== What the exercise asks ==
Work through the records that follow and return each line containing the word "Normal".
=-=-=
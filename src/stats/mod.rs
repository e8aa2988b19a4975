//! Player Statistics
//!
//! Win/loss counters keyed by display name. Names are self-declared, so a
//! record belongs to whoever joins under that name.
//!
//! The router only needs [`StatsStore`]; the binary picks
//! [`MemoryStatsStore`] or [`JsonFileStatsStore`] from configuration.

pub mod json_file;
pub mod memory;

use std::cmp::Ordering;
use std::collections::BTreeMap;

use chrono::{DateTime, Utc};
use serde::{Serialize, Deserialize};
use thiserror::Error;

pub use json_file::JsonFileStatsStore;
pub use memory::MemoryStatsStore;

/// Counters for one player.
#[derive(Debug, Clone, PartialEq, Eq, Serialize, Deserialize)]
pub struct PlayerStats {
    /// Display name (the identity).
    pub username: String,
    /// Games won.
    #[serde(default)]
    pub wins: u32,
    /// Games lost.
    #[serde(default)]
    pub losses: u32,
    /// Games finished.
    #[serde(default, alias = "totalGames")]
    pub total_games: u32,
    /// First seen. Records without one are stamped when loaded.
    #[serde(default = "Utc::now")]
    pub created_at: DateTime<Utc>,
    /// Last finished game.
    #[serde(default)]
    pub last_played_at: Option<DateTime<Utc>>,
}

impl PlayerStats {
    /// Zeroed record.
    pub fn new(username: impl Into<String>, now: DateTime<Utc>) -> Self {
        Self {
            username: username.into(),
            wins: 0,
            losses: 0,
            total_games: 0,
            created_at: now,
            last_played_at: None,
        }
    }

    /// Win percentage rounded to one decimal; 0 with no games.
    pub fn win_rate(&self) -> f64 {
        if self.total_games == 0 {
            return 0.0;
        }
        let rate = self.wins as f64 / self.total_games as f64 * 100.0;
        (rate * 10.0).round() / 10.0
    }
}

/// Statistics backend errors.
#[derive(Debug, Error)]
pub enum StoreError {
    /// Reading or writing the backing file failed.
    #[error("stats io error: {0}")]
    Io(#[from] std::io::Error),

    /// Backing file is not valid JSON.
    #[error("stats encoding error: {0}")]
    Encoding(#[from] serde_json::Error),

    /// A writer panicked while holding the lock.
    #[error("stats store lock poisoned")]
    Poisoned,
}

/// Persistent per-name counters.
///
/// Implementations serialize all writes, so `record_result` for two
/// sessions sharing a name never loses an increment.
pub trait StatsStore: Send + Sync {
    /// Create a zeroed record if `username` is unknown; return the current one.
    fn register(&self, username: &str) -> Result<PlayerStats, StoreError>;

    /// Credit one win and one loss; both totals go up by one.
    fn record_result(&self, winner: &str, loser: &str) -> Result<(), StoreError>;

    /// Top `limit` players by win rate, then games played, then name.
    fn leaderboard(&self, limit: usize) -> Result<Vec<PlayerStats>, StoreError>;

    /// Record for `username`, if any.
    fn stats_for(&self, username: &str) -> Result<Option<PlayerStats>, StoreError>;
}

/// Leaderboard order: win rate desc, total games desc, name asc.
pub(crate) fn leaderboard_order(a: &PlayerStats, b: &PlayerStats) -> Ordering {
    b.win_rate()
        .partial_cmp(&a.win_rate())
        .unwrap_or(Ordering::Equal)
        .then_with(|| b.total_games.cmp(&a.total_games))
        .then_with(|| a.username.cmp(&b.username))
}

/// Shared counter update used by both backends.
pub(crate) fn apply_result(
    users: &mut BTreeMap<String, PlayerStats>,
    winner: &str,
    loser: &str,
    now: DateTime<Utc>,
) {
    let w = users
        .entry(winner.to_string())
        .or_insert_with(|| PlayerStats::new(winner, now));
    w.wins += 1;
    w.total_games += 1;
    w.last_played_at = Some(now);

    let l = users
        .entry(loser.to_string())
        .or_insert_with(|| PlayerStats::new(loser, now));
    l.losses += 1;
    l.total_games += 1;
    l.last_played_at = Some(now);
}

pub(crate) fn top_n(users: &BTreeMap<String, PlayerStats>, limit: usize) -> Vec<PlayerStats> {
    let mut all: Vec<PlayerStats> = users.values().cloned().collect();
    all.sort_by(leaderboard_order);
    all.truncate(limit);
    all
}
=-=-=
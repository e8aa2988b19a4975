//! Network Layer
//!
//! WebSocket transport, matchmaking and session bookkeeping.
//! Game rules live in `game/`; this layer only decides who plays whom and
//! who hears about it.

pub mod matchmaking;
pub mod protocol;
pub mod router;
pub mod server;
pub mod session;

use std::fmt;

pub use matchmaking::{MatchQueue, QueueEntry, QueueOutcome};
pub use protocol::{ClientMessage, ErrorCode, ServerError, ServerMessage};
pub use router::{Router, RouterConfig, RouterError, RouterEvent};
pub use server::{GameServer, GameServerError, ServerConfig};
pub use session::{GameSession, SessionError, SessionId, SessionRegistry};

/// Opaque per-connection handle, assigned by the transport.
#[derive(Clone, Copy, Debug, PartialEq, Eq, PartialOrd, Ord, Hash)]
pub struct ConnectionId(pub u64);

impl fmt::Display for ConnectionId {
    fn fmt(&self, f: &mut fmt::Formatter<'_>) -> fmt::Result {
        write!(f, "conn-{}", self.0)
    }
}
=-=-=
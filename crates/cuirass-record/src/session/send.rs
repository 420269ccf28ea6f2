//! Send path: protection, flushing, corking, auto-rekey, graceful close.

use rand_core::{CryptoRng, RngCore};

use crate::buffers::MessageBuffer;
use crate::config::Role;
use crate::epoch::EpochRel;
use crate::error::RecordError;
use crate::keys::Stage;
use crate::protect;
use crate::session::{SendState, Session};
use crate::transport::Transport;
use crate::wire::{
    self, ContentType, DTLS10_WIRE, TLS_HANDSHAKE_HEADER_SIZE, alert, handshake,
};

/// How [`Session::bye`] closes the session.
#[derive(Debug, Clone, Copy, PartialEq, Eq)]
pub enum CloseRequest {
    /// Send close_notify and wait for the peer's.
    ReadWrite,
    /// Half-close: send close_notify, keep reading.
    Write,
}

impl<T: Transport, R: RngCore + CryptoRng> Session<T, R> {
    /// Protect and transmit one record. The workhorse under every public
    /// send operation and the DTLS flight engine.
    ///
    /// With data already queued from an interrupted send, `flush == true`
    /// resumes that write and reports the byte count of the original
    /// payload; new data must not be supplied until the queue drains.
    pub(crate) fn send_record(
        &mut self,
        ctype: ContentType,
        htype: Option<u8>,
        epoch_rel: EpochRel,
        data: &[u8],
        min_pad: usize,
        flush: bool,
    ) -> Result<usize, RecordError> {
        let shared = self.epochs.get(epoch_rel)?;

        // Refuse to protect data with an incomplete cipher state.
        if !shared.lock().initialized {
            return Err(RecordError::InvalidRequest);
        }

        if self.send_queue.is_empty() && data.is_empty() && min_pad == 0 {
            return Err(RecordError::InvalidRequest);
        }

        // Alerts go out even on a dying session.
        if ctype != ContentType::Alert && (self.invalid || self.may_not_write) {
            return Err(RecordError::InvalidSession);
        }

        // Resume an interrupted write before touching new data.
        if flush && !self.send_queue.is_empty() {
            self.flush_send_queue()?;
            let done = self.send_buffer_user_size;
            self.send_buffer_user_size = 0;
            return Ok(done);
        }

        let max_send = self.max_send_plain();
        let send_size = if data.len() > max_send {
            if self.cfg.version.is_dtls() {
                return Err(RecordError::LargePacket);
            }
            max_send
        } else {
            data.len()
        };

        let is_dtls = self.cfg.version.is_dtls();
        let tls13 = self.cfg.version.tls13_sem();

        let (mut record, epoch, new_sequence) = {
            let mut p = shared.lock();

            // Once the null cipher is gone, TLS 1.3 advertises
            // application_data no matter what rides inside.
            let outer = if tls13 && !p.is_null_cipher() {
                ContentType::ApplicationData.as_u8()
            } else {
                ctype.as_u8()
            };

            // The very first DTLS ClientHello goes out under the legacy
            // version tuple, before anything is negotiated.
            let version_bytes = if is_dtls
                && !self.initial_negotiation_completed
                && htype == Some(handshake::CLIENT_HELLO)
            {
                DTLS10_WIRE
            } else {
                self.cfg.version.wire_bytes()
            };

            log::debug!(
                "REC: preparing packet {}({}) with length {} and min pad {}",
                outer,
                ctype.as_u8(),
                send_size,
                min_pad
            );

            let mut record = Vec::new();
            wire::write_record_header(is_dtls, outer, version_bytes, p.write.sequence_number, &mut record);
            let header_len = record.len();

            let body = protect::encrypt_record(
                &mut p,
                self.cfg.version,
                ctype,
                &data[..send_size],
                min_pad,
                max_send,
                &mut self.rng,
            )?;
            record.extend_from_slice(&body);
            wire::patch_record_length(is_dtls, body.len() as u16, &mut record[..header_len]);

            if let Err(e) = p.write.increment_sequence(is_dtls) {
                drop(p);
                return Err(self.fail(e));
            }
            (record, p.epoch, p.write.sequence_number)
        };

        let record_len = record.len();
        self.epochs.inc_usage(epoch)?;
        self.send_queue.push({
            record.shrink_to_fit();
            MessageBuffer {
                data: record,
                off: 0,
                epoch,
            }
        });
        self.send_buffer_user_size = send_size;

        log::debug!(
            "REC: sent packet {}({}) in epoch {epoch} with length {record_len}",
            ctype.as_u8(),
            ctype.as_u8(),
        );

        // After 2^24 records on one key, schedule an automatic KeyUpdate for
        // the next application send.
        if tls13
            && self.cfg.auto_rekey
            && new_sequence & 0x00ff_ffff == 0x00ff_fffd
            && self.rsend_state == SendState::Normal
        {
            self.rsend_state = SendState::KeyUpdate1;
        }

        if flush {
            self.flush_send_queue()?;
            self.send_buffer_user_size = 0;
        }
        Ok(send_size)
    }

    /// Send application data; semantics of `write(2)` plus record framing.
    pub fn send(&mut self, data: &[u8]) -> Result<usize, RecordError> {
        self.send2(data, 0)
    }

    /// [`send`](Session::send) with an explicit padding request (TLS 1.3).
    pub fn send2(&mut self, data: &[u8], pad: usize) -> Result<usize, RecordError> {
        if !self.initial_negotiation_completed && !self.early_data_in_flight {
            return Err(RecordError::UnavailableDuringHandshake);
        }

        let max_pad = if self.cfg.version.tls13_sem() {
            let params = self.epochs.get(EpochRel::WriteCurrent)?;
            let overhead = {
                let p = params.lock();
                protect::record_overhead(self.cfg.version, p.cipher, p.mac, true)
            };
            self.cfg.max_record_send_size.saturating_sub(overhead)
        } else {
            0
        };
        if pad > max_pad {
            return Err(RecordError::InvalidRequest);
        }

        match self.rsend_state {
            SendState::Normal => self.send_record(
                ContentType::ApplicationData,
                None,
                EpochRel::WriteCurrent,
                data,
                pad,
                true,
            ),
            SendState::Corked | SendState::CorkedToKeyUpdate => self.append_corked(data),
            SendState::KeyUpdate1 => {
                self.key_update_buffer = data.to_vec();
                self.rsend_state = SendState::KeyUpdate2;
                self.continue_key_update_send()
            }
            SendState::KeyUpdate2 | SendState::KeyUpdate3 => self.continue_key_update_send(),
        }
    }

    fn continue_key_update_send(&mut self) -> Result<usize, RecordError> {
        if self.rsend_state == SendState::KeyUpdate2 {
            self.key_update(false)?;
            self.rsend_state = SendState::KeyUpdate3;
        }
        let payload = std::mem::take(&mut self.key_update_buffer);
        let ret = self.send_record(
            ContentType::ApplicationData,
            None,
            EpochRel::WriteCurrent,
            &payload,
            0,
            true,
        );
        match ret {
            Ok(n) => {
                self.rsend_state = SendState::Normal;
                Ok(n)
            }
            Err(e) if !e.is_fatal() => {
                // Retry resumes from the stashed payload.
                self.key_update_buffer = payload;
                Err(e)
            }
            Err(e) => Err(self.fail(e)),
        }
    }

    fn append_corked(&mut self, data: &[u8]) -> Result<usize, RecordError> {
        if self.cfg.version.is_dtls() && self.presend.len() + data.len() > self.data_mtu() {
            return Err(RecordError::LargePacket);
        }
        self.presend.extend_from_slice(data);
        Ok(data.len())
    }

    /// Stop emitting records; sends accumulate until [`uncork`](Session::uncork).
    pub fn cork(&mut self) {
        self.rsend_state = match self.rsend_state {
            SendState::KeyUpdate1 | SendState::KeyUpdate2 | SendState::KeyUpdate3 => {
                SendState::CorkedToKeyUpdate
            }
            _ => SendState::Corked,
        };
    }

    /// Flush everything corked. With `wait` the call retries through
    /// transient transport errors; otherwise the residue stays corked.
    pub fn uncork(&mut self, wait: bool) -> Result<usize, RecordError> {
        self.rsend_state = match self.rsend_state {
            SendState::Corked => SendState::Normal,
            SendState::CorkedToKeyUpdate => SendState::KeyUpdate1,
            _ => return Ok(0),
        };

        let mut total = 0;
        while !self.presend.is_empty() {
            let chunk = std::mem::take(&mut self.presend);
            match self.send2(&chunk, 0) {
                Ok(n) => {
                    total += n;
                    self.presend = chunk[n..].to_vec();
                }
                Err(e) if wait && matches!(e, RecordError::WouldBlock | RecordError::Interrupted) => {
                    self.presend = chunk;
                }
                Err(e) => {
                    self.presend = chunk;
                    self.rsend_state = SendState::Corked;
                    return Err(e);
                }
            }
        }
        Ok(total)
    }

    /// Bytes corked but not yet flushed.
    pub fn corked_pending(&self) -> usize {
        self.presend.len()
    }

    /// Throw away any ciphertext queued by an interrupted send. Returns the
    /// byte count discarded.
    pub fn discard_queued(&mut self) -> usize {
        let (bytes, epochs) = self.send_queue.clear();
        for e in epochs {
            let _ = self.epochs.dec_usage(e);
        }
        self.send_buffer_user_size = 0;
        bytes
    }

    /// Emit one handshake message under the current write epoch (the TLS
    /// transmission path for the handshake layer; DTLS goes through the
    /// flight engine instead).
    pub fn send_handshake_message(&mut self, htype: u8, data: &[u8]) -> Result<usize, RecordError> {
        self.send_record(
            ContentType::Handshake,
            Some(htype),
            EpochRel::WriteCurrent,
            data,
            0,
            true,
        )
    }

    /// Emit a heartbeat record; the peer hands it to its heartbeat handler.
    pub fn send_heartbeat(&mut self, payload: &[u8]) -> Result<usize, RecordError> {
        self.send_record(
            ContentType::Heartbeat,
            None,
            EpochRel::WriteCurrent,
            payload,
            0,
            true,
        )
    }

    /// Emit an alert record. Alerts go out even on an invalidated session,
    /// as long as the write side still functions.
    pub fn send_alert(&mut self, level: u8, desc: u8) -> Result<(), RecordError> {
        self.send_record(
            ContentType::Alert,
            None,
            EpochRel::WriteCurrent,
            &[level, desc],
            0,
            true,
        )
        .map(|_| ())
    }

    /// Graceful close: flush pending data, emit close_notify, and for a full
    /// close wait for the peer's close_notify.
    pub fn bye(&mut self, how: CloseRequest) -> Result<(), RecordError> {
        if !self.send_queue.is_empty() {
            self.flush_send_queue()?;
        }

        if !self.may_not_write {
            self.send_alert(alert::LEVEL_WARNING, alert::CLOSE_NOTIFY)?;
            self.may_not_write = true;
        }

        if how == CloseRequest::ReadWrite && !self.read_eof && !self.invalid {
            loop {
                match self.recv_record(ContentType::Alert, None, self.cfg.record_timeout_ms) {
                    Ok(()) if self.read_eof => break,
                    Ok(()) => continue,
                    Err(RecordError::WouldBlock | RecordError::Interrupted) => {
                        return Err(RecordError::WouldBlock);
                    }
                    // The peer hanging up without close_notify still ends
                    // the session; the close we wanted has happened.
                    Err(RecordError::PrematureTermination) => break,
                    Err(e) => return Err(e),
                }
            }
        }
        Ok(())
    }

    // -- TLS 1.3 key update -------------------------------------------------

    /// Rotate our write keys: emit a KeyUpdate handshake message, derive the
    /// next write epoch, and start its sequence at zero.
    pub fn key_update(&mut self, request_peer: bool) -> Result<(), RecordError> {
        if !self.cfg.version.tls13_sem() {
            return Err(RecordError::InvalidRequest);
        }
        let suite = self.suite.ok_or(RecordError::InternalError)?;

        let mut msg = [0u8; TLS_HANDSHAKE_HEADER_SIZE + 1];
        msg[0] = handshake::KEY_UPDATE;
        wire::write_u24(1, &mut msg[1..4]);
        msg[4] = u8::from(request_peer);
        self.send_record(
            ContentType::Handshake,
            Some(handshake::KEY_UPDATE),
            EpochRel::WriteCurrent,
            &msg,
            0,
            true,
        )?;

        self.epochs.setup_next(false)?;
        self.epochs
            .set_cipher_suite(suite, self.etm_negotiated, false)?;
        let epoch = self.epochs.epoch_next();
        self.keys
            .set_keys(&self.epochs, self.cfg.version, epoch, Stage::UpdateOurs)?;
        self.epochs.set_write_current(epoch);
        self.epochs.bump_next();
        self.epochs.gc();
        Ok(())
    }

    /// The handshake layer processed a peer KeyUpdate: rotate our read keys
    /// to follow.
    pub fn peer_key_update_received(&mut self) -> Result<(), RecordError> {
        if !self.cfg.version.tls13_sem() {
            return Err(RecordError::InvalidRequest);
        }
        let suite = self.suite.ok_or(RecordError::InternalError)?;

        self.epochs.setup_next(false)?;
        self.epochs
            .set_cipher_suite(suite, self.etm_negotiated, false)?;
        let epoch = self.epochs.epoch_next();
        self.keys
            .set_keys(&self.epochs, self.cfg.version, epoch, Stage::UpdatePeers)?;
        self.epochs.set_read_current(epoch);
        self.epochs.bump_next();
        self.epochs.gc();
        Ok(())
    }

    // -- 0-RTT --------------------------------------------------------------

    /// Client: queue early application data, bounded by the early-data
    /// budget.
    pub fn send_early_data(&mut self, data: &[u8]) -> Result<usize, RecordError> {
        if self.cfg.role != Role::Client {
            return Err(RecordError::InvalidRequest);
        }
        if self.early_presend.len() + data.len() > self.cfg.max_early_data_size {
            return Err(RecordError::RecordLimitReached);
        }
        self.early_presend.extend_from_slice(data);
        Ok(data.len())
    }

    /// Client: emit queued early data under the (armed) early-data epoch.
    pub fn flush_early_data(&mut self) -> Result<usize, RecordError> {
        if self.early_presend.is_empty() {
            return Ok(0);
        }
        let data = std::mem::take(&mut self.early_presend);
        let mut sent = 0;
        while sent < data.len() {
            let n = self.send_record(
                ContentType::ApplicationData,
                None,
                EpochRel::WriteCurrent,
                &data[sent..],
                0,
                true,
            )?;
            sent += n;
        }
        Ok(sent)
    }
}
=-=-=
== Output below ==
            && self.rsend_state == SendState::Normal
            SendState::Normal => self.send_record(
                self.rsend_state = SendState::Normal;
            SendState::Corked => SendState::Normal,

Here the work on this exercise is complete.